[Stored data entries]
▼
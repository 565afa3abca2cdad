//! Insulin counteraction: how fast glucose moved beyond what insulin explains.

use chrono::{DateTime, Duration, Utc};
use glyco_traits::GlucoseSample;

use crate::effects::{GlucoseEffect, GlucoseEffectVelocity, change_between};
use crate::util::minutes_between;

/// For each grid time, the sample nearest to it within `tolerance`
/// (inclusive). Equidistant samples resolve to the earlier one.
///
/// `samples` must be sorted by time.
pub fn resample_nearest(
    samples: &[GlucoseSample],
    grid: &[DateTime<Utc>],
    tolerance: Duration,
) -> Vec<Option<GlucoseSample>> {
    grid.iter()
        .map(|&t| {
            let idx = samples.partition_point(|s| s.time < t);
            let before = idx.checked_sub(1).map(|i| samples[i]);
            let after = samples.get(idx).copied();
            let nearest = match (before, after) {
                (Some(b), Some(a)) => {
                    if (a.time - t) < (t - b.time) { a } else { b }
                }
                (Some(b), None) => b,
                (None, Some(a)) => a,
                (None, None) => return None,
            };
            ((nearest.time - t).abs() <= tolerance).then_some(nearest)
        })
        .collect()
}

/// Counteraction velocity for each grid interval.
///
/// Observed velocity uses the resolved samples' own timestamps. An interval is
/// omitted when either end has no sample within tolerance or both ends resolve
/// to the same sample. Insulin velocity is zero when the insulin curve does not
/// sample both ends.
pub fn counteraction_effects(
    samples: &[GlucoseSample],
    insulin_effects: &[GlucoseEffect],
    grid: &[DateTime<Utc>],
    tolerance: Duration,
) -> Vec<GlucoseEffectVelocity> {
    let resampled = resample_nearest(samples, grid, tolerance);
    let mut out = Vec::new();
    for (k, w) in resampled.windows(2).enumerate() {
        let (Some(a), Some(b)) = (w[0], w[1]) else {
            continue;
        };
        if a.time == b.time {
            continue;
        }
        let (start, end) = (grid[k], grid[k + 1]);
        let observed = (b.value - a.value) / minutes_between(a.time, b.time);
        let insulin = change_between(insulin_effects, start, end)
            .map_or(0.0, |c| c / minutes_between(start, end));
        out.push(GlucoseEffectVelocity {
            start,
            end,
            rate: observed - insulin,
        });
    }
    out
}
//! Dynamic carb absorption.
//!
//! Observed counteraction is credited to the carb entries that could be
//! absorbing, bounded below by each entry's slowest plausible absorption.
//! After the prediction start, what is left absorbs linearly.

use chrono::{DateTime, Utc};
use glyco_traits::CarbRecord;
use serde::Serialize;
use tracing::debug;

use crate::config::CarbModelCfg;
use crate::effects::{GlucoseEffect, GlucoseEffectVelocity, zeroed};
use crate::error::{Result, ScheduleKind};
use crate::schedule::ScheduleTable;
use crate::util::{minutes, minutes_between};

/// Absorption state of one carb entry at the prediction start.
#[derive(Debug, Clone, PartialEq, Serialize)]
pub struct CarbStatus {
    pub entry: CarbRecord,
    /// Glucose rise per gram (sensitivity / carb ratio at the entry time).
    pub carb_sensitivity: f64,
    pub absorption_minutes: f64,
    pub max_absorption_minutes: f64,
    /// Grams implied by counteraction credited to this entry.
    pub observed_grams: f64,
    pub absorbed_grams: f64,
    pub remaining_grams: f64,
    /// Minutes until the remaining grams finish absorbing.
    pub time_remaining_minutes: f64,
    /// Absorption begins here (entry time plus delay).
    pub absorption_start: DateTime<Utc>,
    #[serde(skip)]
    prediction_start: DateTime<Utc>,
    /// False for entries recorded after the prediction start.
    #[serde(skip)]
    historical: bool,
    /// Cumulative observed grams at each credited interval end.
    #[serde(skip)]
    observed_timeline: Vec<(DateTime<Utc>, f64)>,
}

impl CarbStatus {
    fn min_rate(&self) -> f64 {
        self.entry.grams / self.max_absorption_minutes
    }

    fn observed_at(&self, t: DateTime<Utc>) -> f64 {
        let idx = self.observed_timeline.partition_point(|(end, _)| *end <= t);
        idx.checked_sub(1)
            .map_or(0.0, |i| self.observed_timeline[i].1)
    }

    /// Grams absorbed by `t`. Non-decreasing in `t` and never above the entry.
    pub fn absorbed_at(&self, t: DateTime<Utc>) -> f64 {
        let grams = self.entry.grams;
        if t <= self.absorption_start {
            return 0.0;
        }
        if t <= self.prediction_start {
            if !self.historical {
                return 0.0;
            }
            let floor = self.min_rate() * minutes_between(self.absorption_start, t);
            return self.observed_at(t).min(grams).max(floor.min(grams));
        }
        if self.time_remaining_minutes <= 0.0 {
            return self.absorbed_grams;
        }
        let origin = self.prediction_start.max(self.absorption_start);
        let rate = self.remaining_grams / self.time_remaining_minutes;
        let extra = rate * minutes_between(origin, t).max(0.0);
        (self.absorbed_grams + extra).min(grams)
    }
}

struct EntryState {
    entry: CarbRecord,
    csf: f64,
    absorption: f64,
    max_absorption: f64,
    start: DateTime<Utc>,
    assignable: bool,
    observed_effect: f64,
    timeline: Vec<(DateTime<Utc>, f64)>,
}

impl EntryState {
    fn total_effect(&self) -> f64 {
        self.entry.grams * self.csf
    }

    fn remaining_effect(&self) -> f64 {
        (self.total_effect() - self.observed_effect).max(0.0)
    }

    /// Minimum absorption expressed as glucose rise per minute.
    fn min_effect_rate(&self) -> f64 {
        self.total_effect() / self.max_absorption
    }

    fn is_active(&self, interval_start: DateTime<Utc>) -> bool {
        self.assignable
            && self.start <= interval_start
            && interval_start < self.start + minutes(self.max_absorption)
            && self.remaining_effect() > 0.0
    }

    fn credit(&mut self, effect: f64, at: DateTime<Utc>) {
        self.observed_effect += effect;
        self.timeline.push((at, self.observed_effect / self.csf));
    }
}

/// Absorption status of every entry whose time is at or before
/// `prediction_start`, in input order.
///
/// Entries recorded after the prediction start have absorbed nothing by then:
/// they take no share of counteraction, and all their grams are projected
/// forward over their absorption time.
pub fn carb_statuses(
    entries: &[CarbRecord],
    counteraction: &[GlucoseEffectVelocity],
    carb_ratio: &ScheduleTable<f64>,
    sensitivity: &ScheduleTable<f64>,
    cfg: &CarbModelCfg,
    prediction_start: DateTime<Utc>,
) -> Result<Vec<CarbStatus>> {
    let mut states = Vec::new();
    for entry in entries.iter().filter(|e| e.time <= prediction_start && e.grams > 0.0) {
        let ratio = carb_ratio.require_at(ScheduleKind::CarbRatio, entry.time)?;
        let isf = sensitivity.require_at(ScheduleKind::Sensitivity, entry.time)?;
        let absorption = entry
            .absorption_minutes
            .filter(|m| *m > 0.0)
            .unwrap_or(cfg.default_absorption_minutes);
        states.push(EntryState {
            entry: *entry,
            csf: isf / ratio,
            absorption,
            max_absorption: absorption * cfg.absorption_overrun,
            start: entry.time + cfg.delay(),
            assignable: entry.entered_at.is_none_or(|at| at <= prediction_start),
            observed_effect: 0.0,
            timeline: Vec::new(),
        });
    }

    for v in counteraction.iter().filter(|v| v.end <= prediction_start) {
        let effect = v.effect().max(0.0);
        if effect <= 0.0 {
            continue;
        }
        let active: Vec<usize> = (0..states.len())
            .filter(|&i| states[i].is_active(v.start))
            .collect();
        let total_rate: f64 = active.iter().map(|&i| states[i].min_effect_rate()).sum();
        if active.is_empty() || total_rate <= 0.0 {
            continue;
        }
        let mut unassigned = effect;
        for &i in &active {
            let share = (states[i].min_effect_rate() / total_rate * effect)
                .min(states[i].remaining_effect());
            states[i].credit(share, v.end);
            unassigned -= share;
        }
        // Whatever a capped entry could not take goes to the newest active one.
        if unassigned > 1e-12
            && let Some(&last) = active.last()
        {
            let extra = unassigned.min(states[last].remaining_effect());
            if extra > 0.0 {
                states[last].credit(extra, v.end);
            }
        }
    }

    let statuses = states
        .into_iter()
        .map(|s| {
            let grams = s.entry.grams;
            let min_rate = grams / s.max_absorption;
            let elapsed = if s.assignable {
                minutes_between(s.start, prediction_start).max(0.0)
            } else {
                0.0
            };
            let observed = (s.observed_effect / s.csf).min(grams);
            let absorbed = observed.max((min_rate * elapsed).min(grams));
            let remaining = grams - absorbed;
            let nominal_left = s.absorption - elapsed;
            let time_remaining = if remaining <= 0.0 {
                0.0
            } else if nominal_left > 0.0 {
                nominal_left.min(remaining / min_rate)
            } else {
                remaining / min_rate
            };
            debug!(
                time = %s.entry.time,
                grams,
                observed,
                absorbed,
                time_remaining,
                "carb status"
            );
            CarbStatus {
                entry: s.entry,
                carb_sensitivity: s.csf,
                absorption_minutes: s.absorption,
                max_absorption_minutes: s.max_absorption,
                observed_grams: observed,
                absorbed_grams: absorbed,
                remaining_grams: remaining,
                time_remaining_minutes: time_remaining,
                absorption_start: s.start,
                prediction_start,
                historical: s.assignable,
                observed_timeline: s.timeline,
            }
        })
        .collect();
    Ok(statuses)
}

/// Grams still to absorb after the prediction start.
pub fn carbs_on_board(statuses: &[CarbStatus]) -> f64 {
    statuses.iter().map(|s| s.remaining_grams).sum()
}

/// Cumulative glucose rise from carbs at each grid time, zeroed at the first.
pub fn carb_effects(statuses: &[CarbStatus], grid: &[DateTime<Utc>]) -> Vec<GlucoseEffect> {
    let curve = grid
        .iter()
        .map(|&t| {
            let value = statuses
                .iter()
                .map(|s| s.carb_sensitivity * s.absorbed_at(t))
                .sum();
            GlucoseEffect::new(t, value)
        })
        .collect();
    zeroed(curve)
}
▲
■ INSTRUCTIONS TO FOLLOW: Print, from the entries above, the line with "minutes_between(s.start, prediction_start).max(0.0)", the line with "at the first." and all lines between them, exactly and with nothing else.

■ EXERCISE RESPONSE:
                minutes_between(s.start, prediction_start).max(0.0)
            } else {
                0.0
            };
            let observed = (s.observed_effect / s.csf).min(grams);
            let absorbed = observed.max((min_rate * elapsed).min(grams));
            let remaining = grams - absorbed;
            let nominal_left = s.absorption - elapsed;
            let time_remaining = if remaining <= 0.0 {
                0.0
            } else if nominal_left > 0.0 {
                nominal_left.min(remaining / min_rate)
            } else {
                remaining / min_rate
            };
            debug!(
                time = %s.entry.time,
                grams,
                observed,
                absorbed,
                time_remaining,
                "carb status"
            );
            CarbStatus {
                entry: s.entry,
                carb_sensitivity: s.csf,
                absorption_minutes: s.absorption,
                max_absorption_minutes: s.max_absorption,
                observed_grams: observed,
                absorbed_grams: absorbed,
                remaining_grams: remaining,
                time_remaining_minutes: time_remaining,
                absorption_start: s.start,
                prediction_start,
                historical: s.assignable,
                observed_timeline: s.timeline,
            }
        })
        .collect();
    Ok(statuses)
}

/// Grams still to absorb after the prediction start.
pub fn carbs_on_board(statuses: &[CarbStatus]) -> f64 {
    statuses.iter().map(|s| s.remaining_grams).sum()
}

/// Cumulative glucose rise from carbs at each grid time, zeroed at the first.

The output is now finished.